Subtitles section Play video

  • In a political climate as crazy as this one, the most powerful speech at the United Nations wasn't actually from a world leader, but from a K-pop band.

  • Huh?

  • We have the FAQs.

  • I wanna hear your voice, and I wanna hear your conviction.

  • That was Kim Nam Jun, a member of BTS, one of the world's most popular K-pop boy bands.

  • You might have seen them here, here, here, here or even here.

  • Hey Jimmy!

  • Yeah!

  • I'm Jimin!

  • But their most important appearance yet was being the first K-pop group to address the U.N.

  • No matter who you are, where you're from, your skin color, your gender identity, just speak yourself.

  • Their simple, powerful message has come a long way, and we don't just mean from South Korea.

  • To better understand the subgenre in Korean music, let's take you back to the 90s.

  • The rising popularity of Korean dramas and K-pop was known as "Hallyu" or Korean wave.

  • But what made that wave swell into a global phenomenon was the internet.

  • In fact, the first video to reach 1 billion views on YouTube was Psy's Gangnam Style in 2012.

  • Gangnam Style may have seem like an overnight success, but it takes much longer for K-pop artists to make it big.

  • Aspiring artists are usually scouted by or auditioned for management companies.

  • If selected, they are groomed, mentored and intensely trained from a young age by managers or agents for years before recording their first song.

  • It's a formula used by many successful groups and labels in the Western world.

  • Think The Temptations, Spice Girls, Backstreet Boys, The Monkees, Pussycat Dolls and more, but much more intense.

  • The music is funbut it's no game.

  • K-pop is a cultural force to be reckoned with.

  • Unlike rock music whose history is embedded in rebellion, K-pop's roots are more business-like.

  • The K-pop industry emerged from the financial crisis in the late 1990s when the South Korean economy tanked.

  • To rebuild, the government didn't just focus on obvious sectors like manufacturing and tech, they invested in entertainment.

  • As audiences grew, K-pop became a major South Korean export.

  • Global sales for K-pop-related music and video grew to earn 5 billion a year.

  • And that's when it got political.

  • In 2015, South Korea started blaring K-pop music across the border toward North Korea.

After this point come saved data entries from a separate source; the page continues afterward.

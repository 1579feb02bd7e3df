//! Single-file bundle manifest correction.
//!
//! Self-contained single-file .NET executables are an ordinary PE image (the app host)
//! followed by the application files and a manifest describing them. The host locates the
//! manifest through an absolute file offset stored in the 8 bytes in front of a fixed
//! 32 byte signature inside its own data. Every file record in the manifest again stores an
//! absolute file offset.
//!
//! Appending sections moves everything after the original sections by the size of the new
//! sections, so all of these offsets have to grow by the same delta. The manifest is read
//! from the original bytes and corrected values are written into the output buffer; the
//! original bytes are never modified.
//!
//! # Manifest layout
//!
//! ```text
//! u32      major version
//! u32      minor version
//! i32      file count
//! string   bundle id                  7-bit length prefixed UTF-8
//! -- major >= 2 --
//! i64      deps.json offset           patched
//! i64      deps.json size
//! i64      runtimeconfig.json offset  patched
//! i64      runtimeconfig.json size
//! u64      flags
//! -- per file --
//! i64      offset                     patched
//! i64      size
//! i64      compressed size            major >= 6 only
//! u8       file type
//! string   relative path
//! ```
//!
//! Offsets are only patched when they are positive; zero marks an absent entry.

use log::debug;

use crate::{
    file::{
        io::{write_le, PeIO},
        parser::Parser,
    },
    utils::KmpPattern,
    Error::OutOfBounds,
    Result,
};

/// Signature that follows the manifest offset inside the app host (SHA-256 of
/// ".net core bundle").
pub const BUNDLE_SIGNATURE: [u8; 32] = [
    0x8b, 0x12, 0x02, 0xb9, 0x6a, 0x61, 0x20, 0x38, 0x72, 0x7b, 0x93, 0x02, 0x14, 0xd7, 0xa0, 0x32,
    0x13, 0xf5, 0xb9, 0xe6, 0xef, 0xae, 0x33, 0x18, 0xee, 0x3b, 0x2d, 0xce, 0x24, 0xb3, 0x6a, 0xae,
];

const MANIFEST_POINTER_SIZE: usize = 8;

/// What was found and corrected in a bundle manifest.
#[derive(Debug, Clone, PartialEq, Eq)]
pub struct ManifestSummary {
    /// File offset of the manifest in the original image
    pub manifest_offset: u64,
    /// Manifest format major version
    pub major_version: u32,
    /// Manifest format minor version
    pub minor_version: u32,
    /// Number of file records
    pub file_count: u32,
    /// Bundle identifier
    pub bundle_id: String,
    /// Number of offset fields rewritten, including the manifest pointer
    pub patched_offsets: usize,
}

/// Finds the bundle signature in `original` and adds `delta` to the manifest pointer and
/// every positive offset inside the manifest, writing the results into `output`.
///
/// The manifest pointer is rewritten at its original position; manifest fields are
/// rewritten at their original position plus `delta`. Returns `Ok(None)` if there is no
/// signature or the pointer is zero.
///
/// # Errors
///
/// Returns [`crate::Error::Malformed`] if the manifest is truncated, a pointer is negative
/// or a corrected field would fall outside `output`.
pub fn patch_manifest(
    original: &[u8],
    output: &mut [u8],
    delta: u64,
) -> Result<Option<ManifestSummary>> {
    let Some(signature_at) = KmpPattern::new(&BUNDLE_SIGNATURE).find_in(original) else {
        return Ok(None);
    };
    let pointer_at = signature_at
        .checked_sub(MANIFEST_POINTER_SIZE)
        .ok_or_else(|| {
            malformed_error!(
                "Bundle signature at 0x{:x} has no room for a manifest pointer",
                signature_at
            )
        })?;

    let mut parser = Parser::new(original);
    parser.seek(pointer_at)?;
    let pointer = parser.read_le::<i64>()?;
    if pointer == 0 {
        debug!("Bundle signature at 0x{:x} without manifest", signature_at);
        return Ok(None);
    }
    if pointer < 0 {
        return Err(malformed_error!("Negative bundle manifest offset {}", pointer));
    }

    let mut patcher = OffsetPatcher::new(output, delta)?;
    patcher.write_at(pointer_at, pointer)?;

    let manifest_offset = pointer.unsigned_abs();
    usize::try_from(manifest_offset)
        .ok()
        .and_then(|offset| parser.seek(offset).ok())
        .ok_or_else(|| {
            malformed_error!(
                "Bundle manifest offset 0x{:x} lies past the end of the file",
                manifest_offset
            )
        })?;

    let major_version: u32 = parser.read_le().map_err(|_| truncated())?;
    let minor_version: u32 = parser.read_le().map_err(|_| truncated())?;
    let file_count: i32 = parser.read_le().map_err(|_| truncated())?;
    let bundle_id = parser.read_prefixed_string_utf8().map_err(|_| truncated())?;
    let file_count = u32::try_from(file_count)
        .map_err(|_| malformed_error!("Negative bundle file count {}", file_count))?;

    if major_version >= 2 {
        // deps.json and runtimeconfig.json: offset, size
        patcher.read_and_patch(&mut parser)?;
        skip::<i64>(&mut parser)?;
        patcher.read_and_patch(&mut parser)?;
        skip::<i64>(&mut parser)?;
        // flags
        skip::<u64>(&mut parser)?;
    }

    for _ in 0..file_count {
        patcher.read_and_patch(&mut parser)?;
        skip::<i64>(&mut parser)?;
        if major_version >= 6 {
            skip::<i64>(&mut parser)?;
        }
        skip::<u8>(&mut parser)?;
        parser.read_prefixed_string_utf8().map_err(|_| truncated())?;
    }

    debug!(
        "Bundle '{}' v{}.{}: manifest at 0x{:x}, {} files, {} offsets moved by 0x{:x}",
        bundle_id,
        major_version,
        minor_version,
        manifest_offset,
        file_count,
        patcher.patched,
        delta
    );

    Ok(Some(ManifestSummary {
        manifest_offset,
        major_version,
        minor_version,
        file_count,
        bundle_id,
        patched_offsets: patcher.patched,
    }))
}

/// Writes corrected offsets into the output buffer.
struct OffsetPatcher<'a> {
    output: &'a mut [u8],
    delta: i64,
    shift: usize,
    patched: usize,
}

impl<'a> OffsetPatcher<'a> {
    fn new(output: &'a mut [u8], delta: u64) -> Result<Self> {
        let too_large = || malformed_error!("Delta 0x{:x} is too large", delta);
        Ok(OffsetPatcher {
            output,
            delta: i64::try_from(delta).map_err(|_| too_large())?,
            shift: usize::try_from(delta).map_err(|_| too_large())?,
            patched: 0,
        })
    }

    /// Reads an offset field; a positive value is written back corrected at the field's
    /// shifted position.
    fn read_and_patch(&mut self, parser: &mut Parser) -> Result<()> {
        let position = parser.pos();
        let value: i64 = parser.read_le().map_err(|_| truncated())?;
        if value > 0 {
            let at = position.checked_add(self.shift).ok_or(OutOfBounds)?;
            self.write_at(at, value)?;
        }
        Ok(())
    }

    fn write_at(&mut self, at: usize, value: i64) -> Result<()> {
        let corrected = value
            .checked_add(self.delta)
            .ok_or_else(|| malformed_error!("Bundle offset 0x{:x} overflows", value))?;
        self.output
            .get_mut(at..)
            .ok_or(OutOfBounds)
            .and_then(|target| write_le(target, corrected))
            .map_err(|_| {
                malformed_error!("Bundle offset field at 0x{:x} lies outside the output", at)
            })?;

        self.patched += 1;
        Ok(())
    }
}

fn skip<T: PeIO>(parser: &mut Parser) -> Result<()> {
    parser.advance_by(T::SIZE).map_err(|_| truncated())
}

fn truncated() -> crate::Error {
    malformed_error!("Bundle manifest is truncated")
}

  • Songs such as Apink's Just Let Us Love and Big Bang's Bang Bang Bang were played to entice the North and also show cultural dominance.

  • In 2017, a North Korean soldier who dashed across the DMZ (demilitarized zone) and were shot five times by its troops even asked to listen to K-pop girl bands while recovering in the hospital.

  • Candidates embraced K-pop during South Korea's presidential election in 2017.

  • Campaigns altered lyrics to popular K-pop songs and choreographed signature dance moves.

  • South Korea's current President Moon Jae-in for example used Cheer Up by the girl band Twice as his anthem.

  • In North Korea, people were literally being imprisoned for watching or listening to K-pop but recently there's been a breakthrough.

  • Kim Jon Un has admitted that he likes K-pop music saying he was deeply moved after watching a two-hour concert in Pyongyang.

  • The concert was the latest in a series of diplomatic moves designed to ease tensions to the Trump and Kim summit.

  • Now we have Korean sensation BTS stepping up to the plate to address the U.N. and the world.

  • Telling people to believe their own convictions and voices.

  • The seven-member boy band joined UNICEF in creating the LOVE MYSELF campaign, building the belief that,

  • True love first begins with loving myself, I have many faults and I have many more fears, but I'm gonna embrace myself as hard as I can and I'm starting to love myself gradually just little by little.

  • The reactions speak for themselves.

  • Maybe K-pop can change the world after all.

In a political climate as crazy as this one, the most powerful speech at the United Nations wasn't actually from a world leader, but from a K-pop band.